//! Policy constants that parameterize the transition engine.
//!
//! Every tunable number the reducer reads lives here: stat bounds, decay
//! cadence, per-action cooldowns, the sickness thresholds, the anti-spam
//! window, and the magnitudes of each action's effect. The reducer receives
//! a [`PolicyConfig`] at construction and never hard-codes any of them.
//!
//! All structs deserialize with per-field defaults, so a configuration file
//! only needs to mention the values it overrides.

use serde::Deserialize;
use tama_types::{ActionType, StatKind, Stats, Timestamp};

use crate::error::PolicyError;

/// Complete policy for one pet.
#[derive(Debug, Clone, Default, PartialEq, Eq, Deserialize)]
pub struct PolicyConfig {
    /// Stat bounds and the starting value.
    #[serde(default)]
    pub limits: StatLimits,

    /// Critical levels and sickness thresholds.
    #[serde(default)]
    pub critical: CriticalLevels,

    /// Per-stat decay cadence.
    #[serde(default)]
    pub decay: DecayConfig,

    /// Per-action cooldowns for full effectiveness.
    #[serde(default)]
    pub cooldowns: ActionCooldowns,

    /// Anti-spam detection.
    #[serde(default)]
    pub abuse: AbuseDetection,

    /// Magnitudes and conditions of each action's effect.
    #[serde(default)]
    pub effects: EffectConfig,
}

impl PolicyConfig {
    /// Check the policy for internally inconsistent values.
    ///
    /// # Errors
    ///
    /// Returns [`PolicyError::Invalid`] describing the first problem found.
    pub fn validate(&self) -> Result<(), PolicyError> {
        let limits = &self.limits;
        if limits.min > limits.max {
            return Err(PolicyError::invalid(format!(
                "limits.min ({}) exceeds limits.max ({})",
                limits.min, limits.max
            )));
        }
        if !limits.contains(limits.initial) {
            return Err(PolicyError::invalid(format!(
                "limits.initial ({}) lies outside [{}, {}]",
                limits.initial, limits.min, limits.max
            )));
        }

        for stat in StatKind::VITAL {
            let level = self.critical.level(stat).unwrap_or(limits.min);
            if !limits.contains(level) {
                return Err(PolicyError::invalid(format!(
                    "critical level for {stat} ({level}) lies outside the stat limits"
                )));
            }
        }
        if self.critical.sick_threshold == 0 {
            return Err(PolicyError::invalid(
                "critical.sick_threshold must be at least 1",
            ));
        }

        for stat in StatKind::ALL {
            if self.decay.rule(stat).interval_ms == 0 {
                return Err(PolicyError::invalid(format!(
                    "decay interval for {stat} must be at least 1ms"
                )));
            }
        }

        if self.abuse.threshold == 0 {
            return Err(PolicyError::invalid("abuse.threshold must be at least 1"));
        }
        if self.abuse.window_ms == 0 {
            return Err(PolicyError::invalid("abuse.window_ms must be at least 1ms"));
        }

        Ok(())
    }

    /// A fresh state with every stat at `limits.initial`.
    pub const fn initial_stats(&self) -> Stats {
        Stats::uniform(self.limits.initial)
    }
}

// ---------------------------------------------------------------------------
// Limits
// ---------------------------------------------------------------------------

/// Inclusive bounds every stat is clamped to.
#[derive(Debug, Clone, Copy, PartialEq, Eq, Deserialize)]
pub struct StatLimits {
    /// Lowest value a stat can hold.
    #[serde(default = "default_min_stat")]
    pub min: u32,

    /// Highest value a stat can hold.
    #[serde(default = "default_max_stat")]
    pub max: u32,

    /// Value every stat starts at.
    #[serde(default = "default_initial_stat")]
    pub initial: u32,
}

impl StatLimits {
    /// Whether `value` lies within the bounds.
    pub const fn contains(&self, value: u32) -> bool {
        value >= self.min && value <= self.max
    }

    /// Clamp a signed intermediate result into the bounds.
    pub fn clamp(&self, value: i64) -> u32 {
        let clamped = value.clamp(i64::from(self.min), i64::from(self.max));
        u32::try_from(clamped).unwrap_or(self.max)
    }
}

impl Default for StatLimits {
    fn default() -> Self {
        Self {
            min: default_min_stat(),
            max: default_max_stat(),
            initial: default_initial_stat(),
        }
    }
}

// ---------------------------------------------------------------------------
// Sickness
// ---------------------------------------------------------------------------

/// Critical stat levels and the sickness latch thresholds.
#[derive(Debug, Clone, Copy, PartialEq, Eq, Deserialize)]
pub struct CriticalLevels {
    /// Hunger at or below this is critical.
    #[serde(default = "default_critical_hunger")]
    pub hunger: u32,

    /// Energy at or below this is critical.
    #[serde(default = "default_critical_energy")]
    pub energy: u32,

    /// Cleanliness at or below this is critical.
    #[serde(default = "default_critical_cleanliness")]
    pub cleanliness: u32,

    /// Consecutive critical health checks before the pet falls sick.
    #[serde(default = "default_sick_threshold")]
    pub sick_threshold: u32,

    /// Hunger, energy and cleanliness must all be strictly above this for
    /// a sick pet to recover.
    #[serde(default = "default_recovery_threshold")]
    pub recovery_threshold: u32,
}

impl CriticalLevels {
    /// Critical level of a vital stat. Happiness has none.
    pub const fn level(&self, stat: StatKind) -> Option<u32> {
        match stat {
            StatKind::Hunger => Some(self.hunger),
            StatKind::Energy => Some(self.energy),
            StatKind::Cleanliness => Some(self.cleanliness),
            StatKind::Happiness => None,
        }
    }

    /// Whether `stat` is at or below its critical level in `stats`.
    pub const fn is_critical(&self, stats: &Stats, stat: StatKind) -> bool {
        match self.level(stat) {
            Some(level) => stats.get(stat) <= level,
            None => false,
        }
    }

    /// Whether any vital stat is critical.
    pub fn any_critical(&self, stats: &Stats) -> bool {
        StatKind::VITAL
            .into_iter()
            .any(|stat| self.is_critical(stats, stat))
    }

    /// Whether every vital stat is strictly above the recovery threshold.
    pub fn can_recover(&self, stats: &Stats) -> bool {
        StatKind::VITAL
            .into_iter()
            .all(|stat| stats.get(stat) > self.recovery_threshold)
    }
}

impl Default for CriticalLevels {
    fn default() -> Self {
        Self {
            hunger: default_critical_hunger(),
            energy: default_critical_energy(),
            cleanliness: default_critical_cleanliness(),
            sick_threshold: default_sick_threshold(),
            recovery_threshold: default_recovery_threshold(),
        }
    }
}

// ---------------------------------------------------------------------------
// Decay
// ---------------------------------------------------------------------------

/// How often one stat decays and by how much.
#[derive(Debug, Clone, Copy, PartialEq, Eq, Deserialize)]
pub struct DecayRule {
    /// Milliseconds between two decay events for the stat.
    pub interval_ms: u64,
    /// Amount subtracted per decay event.
    pub amount: u32,
}

/// Decay cadence for each stat. Intervals differ, so each stat runs on its
/// own timer in the scheduler.
#[derive(Debug, Clone, Copy, PartialEq, Eq, Deserialize)]
pub struct DecayConfig {
    /// Happiness decay (default: 4 every 120s).
    #[serde(default = "default_happiness_decay")]
    pub happiness: DecayRule,

    /// Hunger decay (default: 6 every 90s).
    #[serde(default = "default_hunger_decay")]
    pub hunger: DecayRule,

    /// Cleanliness decay (default: 3 every 150s).
    #[serde(default = "default_cleanliness_decay")]
    pub cleanliness: DecayRule,

    /// Energy decay (default: 5 every 100s).
    #[serde(default = "default_energy_decay")]
    pub energy: DecayRule,
}

impl DecayConfig {
    /// Decay rule for one stat.
    pub const fn rule(&self, stat: StatKind) -> DecayRule {
        match stat {
            StatKind::Happiness => self.happiness,
            StatKind::Hunger => self.hunger,
            StatKind::Cleanliness => self.cleanliness,
            StatKind::Energy => self.energy,
        }
    }
}

impl Default for DecayConfig {
    fn default() -> Self {
        Self {
            happiness: default_happiness_decay(),
            hunger: default_hunger_decay(),
            cleanliness: default_cleanliness_decay(),
            energy: default_energy_decay(),
        }
    }
}

// ---------------------------------------------------------------------------
// Cooldowns and abuse
// ---------------------------------------------------------------------------

/// Minimum spacing in milliseconds between two uses of the same action for
/// the second one to be fully effective.
#[derive(Debug, Clone, Copy, PartialEq, Eq, Deserialize)]
pub struct ActionCooldowns {
    /// Feed cooldown (default: 30s).
    #[serde(default = "default_feed_cooldown")]
    pub feed: u64,

    /// Play cooldown (default: 45s).
    #[serde(default = "default_play_cooldown")]
    pub play: u64,

    /// Clean cooldown (default: 60s).
    #[serde(default = "default_clean_cooldown")]
    pub clean: u64,

    /// Rest cooldown (default: 90s).
    #[serde(default = "default_rest_cooldown")]
    pub rest: u64,
}

impl ActionCooldowns {
    /// Cooldown of one action in milliseconds.
    pub const fn cooldown(&self, action: ActionType) -> u64 {
        match action {
            ActionType::Feed => self.feed,
            ActionType::Play => self.play,
            ActionType::Clean => self.clean,
            ActionType::Rest => self.rest,
        }
    }
}

impl Default for ActionCooldowns {
    fn default() -> Self {
        Self {
            feed: default_feed_cooldown(),
            play: default_play_cooldown(),
            clean: default_clean_cooldown(),
            rest: default_rest_cooldown(),
        }
    }
}

/// Sliding-window spam detection.
///
/// Attempting an action when it already has `threshold` accepted uses
/// inside the last `window_ms` blocks it for `block_duration_ms`.
#[derive(Debug, Clone, Copy, PartialEq, Eq, Deserialize)]
pub struct AbuseDetection {
    /// Accepted uses inside the window that trigger a block.
    #[serde(default = "default_abuse_threshold")]
    pub threshold: u32,

    /// Width of the sliding window in milliseconds.
    #[serde(default = "default_abuse_window")]
    pub window_ms: u64,

    /// How long a block lasts before the scheduler releases it.
    #[serde(default = "default_block_duration")]
    pub block_duration_ms: u64,
}

impl AbuseDetection {
    /// Whether a use at `entry` still counts at time `now`.
    pub const fn in_window(&self, entry: Timestamp, now: Timestamp) -> bool {
        now.saturating_sub(entry) < self.window_ms
    }
}

impl Default for AbuseDetection {
    fn default() -> Self {
        Self {
            threshold: default_abuse_threshold(),
            window_ms: default_abuse_window(),
            block_duration_ms: default_block_duration(),
        }
    }
}

// ---------------------------------------------------------------------------
// Action effects
// ---------------------------------------------------------------------------

/// Magnitudes and conditions used by the action effects.
///
/// Gains are the full-efficiency amounts; the reducer halves them when the
/// action is repeated inside its cooldown.
#[derive(Debug, Clone, Copy, PartialEq, Eq, Deserialize)]
pub struct EffectConfig {
    /// Feed/Play/Clean gain for a healthy pet.
    #[serde(default = "default_base_gain")]
    pub base_gain: u32,

    /// Feed/Play/Clean gain for a sick pet.
    #[serde(default = "default_sick_base_gain")]
    pub sick_base_gain: u32,

    /// Rest gain for a healthy pet in a clean environment.
    #[serde(default = "default_rest_gain")]
    pub rest_gain: u32,

    /// Rest gain for a sick pet in a clean environment.
    #[serde(default = "default_sick_rest_gain")]
    pub sick_rest_gain: u32,

    /// Rest gain in a dirty environment, sick or not.
    #[serde(default = "default_poor_sleep_gain")]
    pub poor_sleep_gain: u32,

    /// Happiness lost to overfeeding, exhausted play, or dirty play.
    #[serde(default = "default_penalty")]
    pub penalty: u32,

    /// Hunger strictly above this after feeding costs happiness.
    #[serde(default = "default_overfeed_above")]
    pub overfeed_above: u32,

    /// Hunger and energy both strictly below this make the pet too
    /// exhausted to play.
    #[serde(default = "default_exhaustion_below")]
    pub exhaustion_below: u32,

    /// Cleanliness strictly below this spoils play and sleep.
    #[serde(default = "default_dirty_below")]
    pub dirty_below: u32,

    /// Cleanliness strictly below this makes the pet refuse to cooperate
    /// while being cleaned. Informational only.
    #[serde(default = "default_filthy_below")]
    pub filthy_below: u32,
}
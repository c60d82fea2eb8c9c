//! Policy model and pure transition engine for the Tama virtual pet.
//!
//! This crate holds everything that operates on pet state without touching
//! a clock or any I/O. It sits between `tama-types` (which defines the data
//! structures) and `tama-runtime` (which owns timers and the session).
//!
//! # Modules
//!
//! - [`abuse`] -- Sliding-window spam detection
//! - [`actions`] -- Per-action stat effects
//! - [`config`] -- Policy constants ([`PolicyConfig`])
//! - [`effectiveness`] -- Cooldown multiplier ([`Efficiency`])
//! - [`error`] -- Policy validation errors ([`PolicyError`])
//! - [`health`] -- Sickness latch
//! - [`notices`] -- User-visible facts derived from transitions
//! - [`reducer`] -- The transition engine ([`Reducer`], [`reduce`])
//! - [`stats`] -- Clamped stat arithmetic

pub mod abuse;
pub mod actions;
pub mod config;
pub mod effectiveness;
pub mod error;
pub mod health;
pub mod notices;
pub mod reducer;
pub mod stats;

// Re-export primary types at crate root for convenience.
pub use config::{
    AbuseDetection, ActionCooldowns, CriticalLevels, DecayConfig, DecayRule, EffectConfig,
    PolicyConfig, StatLimits,
};
pub use effectiveness::{Efficiency, efficiency};
pub use error::PolicyError;
pub use health::update_health;
pub use notices::{diff, preflight};
pub use reducer::{Attempt, Reducer, assess, attempt, reduce};
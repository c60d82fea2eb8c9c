//! The single authoritative copy of a pet.
//!
//! A [`Session`] owns the committed [`TamaState`] and is the only place it
//! is ever replaced. User actions and timer events are funnelled through
//! [`Session::dispatch`] one at a time, so every transition sees the
//! result of the previous one. Callers bring the time: [`Session::advance`]
//! must be called with the current session time before acting on a user
//! command, so that due timers land first.

use std::collections::BTreeMap;

use chrono::{DateTime, Utc};
use serde::Serialize;
use tama_core::{Attempt, Reducer, diff, preflight};
use tama_types::{ActionType, Event, Notice, StatBand, StatKind, TamaState, Timestamp};
use tracing::{debug, info};

use crate::alerts::AlertThrottle;
use crate::config::TamaConfig;
use crate::scheduler::{Scheduler, Timer};

/// Read-only view of a session at one instant.
#[derive(Debug, Clone, PartialEq, Eq, Serialize)]
pub struct SessionSnapshot {
    /// The committed state.
    pub state: TamaState,
    /// Age in years.
    pub age: u32,
    /// Gauge band of each stat.
    pub bands: BTreeMap<StatKind, StatBand>,
    /// When each blocked action will be released.
    pub blocked_until: BTreeMap<ActionType, Timestamp>,
    /// Session time the snapshot was taken at.
    pub now: Timestamp,
    /// Wall-clock start of the session.
    pub started_at: DateTime<Utc>,
}

/// Owner of one pet's state, timers, and alert memory.
#[derive(Debug, Clone)]
pub struct Session {
    reducer: Reducer,
    state: TamaState,
    scheduler: Scheduler,
    alerts: AlertThrottle,
    age: u32,
    events_applied: u64,
    started_at: DateTime<Utc>,
}

impl Session {
    /// Start a session for a fresh pet at session time `start`.
    pub fn new(config: &TamaConfig, start: Timestamp, started_at: DateTime<Utc>) -> Self {
        let reducer = Reducer::new(config.policy.clone());
        let state = reducer.initial_state();
        Self {
            scheduler: Scheduler::new(&config.policy, &config.scheduler, start),
            alerts: AlertThrottle::new(config.alerts),
            reducer,
            state,
            age: 0,
            events_applied: 0,
            started_at,
        }
    }

    /// Perform a user action at `now`.
    ///
    /// Returns the pre-dispatch hints followed by the notices of the
    /// transition itself.
    pub fn perform(&mut self, action: ActionType, now: Timestamp) -> Vec<Notice> {
        let mut notices = preflight(&self.state, action, self.reducer.policy());
        let (outcome, next) = self.reducer.attempt(&self.state, action, now);

        match outcome {
            Attempt::Accepted(efficiency) => {
                let stat = action.primary_stat();
                debug!(
                    action = %action,
                    stat = %stat,
                    efficiency = efficiency.percent(),
                    before = self.state.stats.get(stat),
                    after = next.stats.get(stat),
                    "Action accepted"
                );
            }
            Attempt::Blocked => debug!(action = %action, "Action trips abuse block"),
            Attempt::Refused => debug!(action = %action, "Action refused while blocked"),
        }

        notices.extend(self.commit(&Event::perform(action, now), next, now));
        notices
    }

    /// Apply one event and commit the result.
    ///
    /// Newly blocked actions get a release timer; actions unblocked by the
    /// event lose theirs. The returned notices are the transition diff
    /// followed by any throttled low-stat alerts.
    pub fn dispatch(&mut self, event: &Event, now: Timestamp) -> Vec<Notice> {
        let next = self.reducer.apply(&self.state, event);
        self.commit(event, next, now)
    }

    fn commit(&mut self, event: &Event, next: TamaState, now: Timestamp) -> Vec<Notice> {
        let mut notices = diff(&self.state, &next, self.reducer.policy());

        for notice in &notices {
            match *notice {
                Notice::ActionBlocked { action } => {
                    let until = self.scheduler.arm_unblock(action, now);
                    debug!(action = %action, until, "Release scheduled");
                }
                Notice::ActionUnblocked { action } => {
                    self.scheduler.cancel_unblock(action);
                }
                _ => {}
            }
        }

        self.state = next;
        self.events_applied = self.events_applied.saturating_add(1);
        debug!(event = event.kind(), at = now, "Event applied");

        notices.extend(self.alerts.check(&self.state.stats, now));
        log_notices(&notices, now);
        notices
    }

    /// Fire every timer due at or before `now`.
    pub fn advance(&mut self, now: Timestamp) -> Vec<Notice> {
        let mut notices = Vec::new();
        for due in self.scheduler.poll(now) {
            let event = match due.timer {
                Timer::Decay(stat) => {
                    Event::decay(stat, self.reducer.policy().decay.rule(stat).amount)
                }
                Timer::Health => Event::UpdateHealth,
                Timer::Unblock(action) => Event::unblock(action),
                Timer::Age => {
                    self.age = self.age.saturating_add(1);
                    debug!(age = self.age, at = due.at, "Pet aged");
                    continue;
                }
            };
            notices.extend(self.dispatch(&event, due.at));
        }
        notices
    }

    /// The committed state.
    pub const fn state(&self) -> &TamaState {
        &self.state
    }

    /// Age in years.
    pub const fn age(&self) -> u32 {
        self.age
    }

    /// Events applied since the session started, timers included.
    pub const fn events_applied(&self) -> u64 {
        self.events_applied
    }

    /// Earliest pending timer deadline.
    pub fn next_deadline(&self) -> Option<Timestamp> {
        self.scheduler.next_deadline()
    }

    /// Read-only view of the session at `now`.
    pub fn snapshot(&self, now: Timestamp) -> SessionSnapshot {
        let bands = self
            .state
            .stats
            .iter()
            .map(|(stat, value)| (stat, StatBand::of(value)))
            .collect();
        let blocked_until = self
            .state
            .blocked()
            .filter_map(|action| {
                self.scheduler
                    .pending_unblock(action)
                    .map(|until| (action, until))
            })
            .collect();

        SessionSnapshot {
            state: self.state.clone(),
            age: self.age,
            bands,
            blocked_until,
            now,
            started_at: self.started_at,
        }
    }
}

fn log_notices(notices: &[Notice], now: Timestamp) {
    for notice in notices {
        match notice {
            Notice::BecameSick
            | Notice::Recovered
            | Notice::ActionBlocked { .. }
            | Notice::ActionUnblocked { .. } => {
                info!(notice = %notice, at = now, "Pet status changed");
            }
            _ => debug!(notice = %notice, at = now, "Notice"),
        }
    }
}

#[cfg(test)]
mod tests {
    use super::*;

    fn session() -> Session {
        Session::new(&TamaConfig::default(), 0, Utc::now())
    }

    #[test]
    fn fresh_session() {
        let s = session();
        assert_eq!(s.state(), &TamaState::default());
        assert_eq!(s.age(), 0);
        assert_eq!(s.events_applied(), 0);
        assert_eq!(s.next_deadline(), Some(5_000));
    }

    #[test]
    fn perform_commits_the_new_state() {
        let mut s = session();
        let notices = s.perform(ActionType::Feed, 100);
        assert!(notices.is_empty());
        assert_eq!(s.state().stats.hunger, 60);
        assert_eq!(s.events_applied(), 1);
    }

    #[test]
    fn perform_matches_dispatching_the_event() {
        let mut performed = session();
        let mut dispatched = session();
        for at in [0, 1_000, 2_000, 2_500, 2_600] {
            let _ = performed.perform(ActionType::Feed, at);
            let _ = dispatched.dispatch(&Event::perform(ActionType::Feed, at), at);
            assert_eq!(performed.state(), dispatched.state());
        }
        assert!(performed.state().is_blocked(ActionType::Feed));
        assert_eq!(performed.events_applied(), 5);
    }

    #[test]
    fn block_arms_and_timer_releases() {
        let mut s = session();
        for at in [0, 1_000, 2_000] {
            let _ = s.perform(ActionType::Play, at);
        }
        let notices = s.perform(ActionType::Play, 3_000);
        assert_eq!(
            notices,
            vec![Notice::ActionBlocked {
                action: ActionType::Play
            }]
        );
        assert_eq!(
            s.snapshot(3_000).blocked_until.get(&ActionType::Play),
            Some(&18_000)
        );

        let refused = s.perform(ActionType::Play, 4_000);
        assert_eq!(
            refused,
            vec![Notice::ActionRefused {
                action: ActionType::Play
            }]
        );

        let released = s.advance(18_000);
        assert!(released.contains(&Notice::ActionUnblocked {
            action: ActionType::Play
        }));
        assert!(!s.state().is_blocked(ActionType::Play));
        assert!(s.snapshot(18_000).blocked_until.is_empty());
    }

    #[test]
    fn external_unblock_cancels_the_timer() {
        let mut s = session();
        for at in [0, 1_000, 2_000, 3_000] {
            let _ = s.perform(ActionType::Clean, at);
        }
        assert!(s.state().is_blocked(ActionType::Clean));
        let _ = s.dispatch(&Event::unblock(ActionType::Clean), 5_000);
        assert!(s.snapshot(5_000).blocked_until.is_empty());
        // The old deadline no longer produces an unblock.
        let later = s.advance(18_000);
        assert!(!later.contains(&Notice::ActionUnblocked {
            action: ActionType::Clean
        }));
    }

    #[test]
    fn advance_applies_decay_and_age() {
        let mut s = session();
        let _ = s.advance(240_000);
        // Hunger decays at 90s and 180s.
        assert_eq!(s.state().stats.hunger, 38);
        // Energy at 100s and 200s.
        assert_eq!(s.state().stats.energy, 40);
        // Happiness at 120s and 240s.
        assert_eq!(s.state().stats.happiness, 42);
        // Cleanliness at 150s.
        assert_eq!(s.state().stats.cleanliness, 47);
        assert_eq!(s.age(), 2);
    }

    #[test]
    fn neglect_leads_to_sickness() {
        let mut s = session();
        // Hunger hits 8 at 630s; the third check after that makes it sick.
        let notices = s.advance(800_000);
        assert!(notices.contains(&Notice::BecameSick));
        assert!(notices.contains(&Notice::StatCritical {
            stat: StatKind::Hunger
        }));
        assert!(notices.contains(&Notice::StatLow {
            stat: StatKind::Hunger
        }));
        assert!(s.state().health.is_sick);
    }

    #[test]
    fn snapshot_reports_bands() {
        let s = session();
        let snapshot = s.snapshot(0);
        assert_eq!(snapshot.bands.len(), 4);
        assert!(snapshot.bands.values().all(|band| *band == StatBand::Medium));
    }

    #[test]
    fn snapshot_serializes_for_the_presentation_layer() {
        let mut s = session();
        let _ = s.perform(ActionType::Feed, 0);
        let json = serde_json::to_value(s.snapshot(10)).unwrap_or_default();
        assert_eq!(json["state"]["stats"]["hunger"], 60);
        assert_eq!(json["bands"]["hunger"], "medium");
        assert_eq!(json["age"], 0);
        assert_eq!(json["now"], 10);
    }

    #[test]
    fn preflight_hints_come_first() {
        let mut s = session();
        let _ = s.advance(5_000_000);
        let notices = s.perform(ActionType::Rest, 5_000_000);
        assert_eq!(notices.first(), Some(&Notice::PoorSleep));
    }
}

## Exercise objective
Every line above that holds the string "AlertThrottle" should be copied out.

## Result for this exercise
use crate::alerts::AlertThrottle;
    alerts: AlertThrottle,
            alerts: AlertThrottle::new(config.alerts),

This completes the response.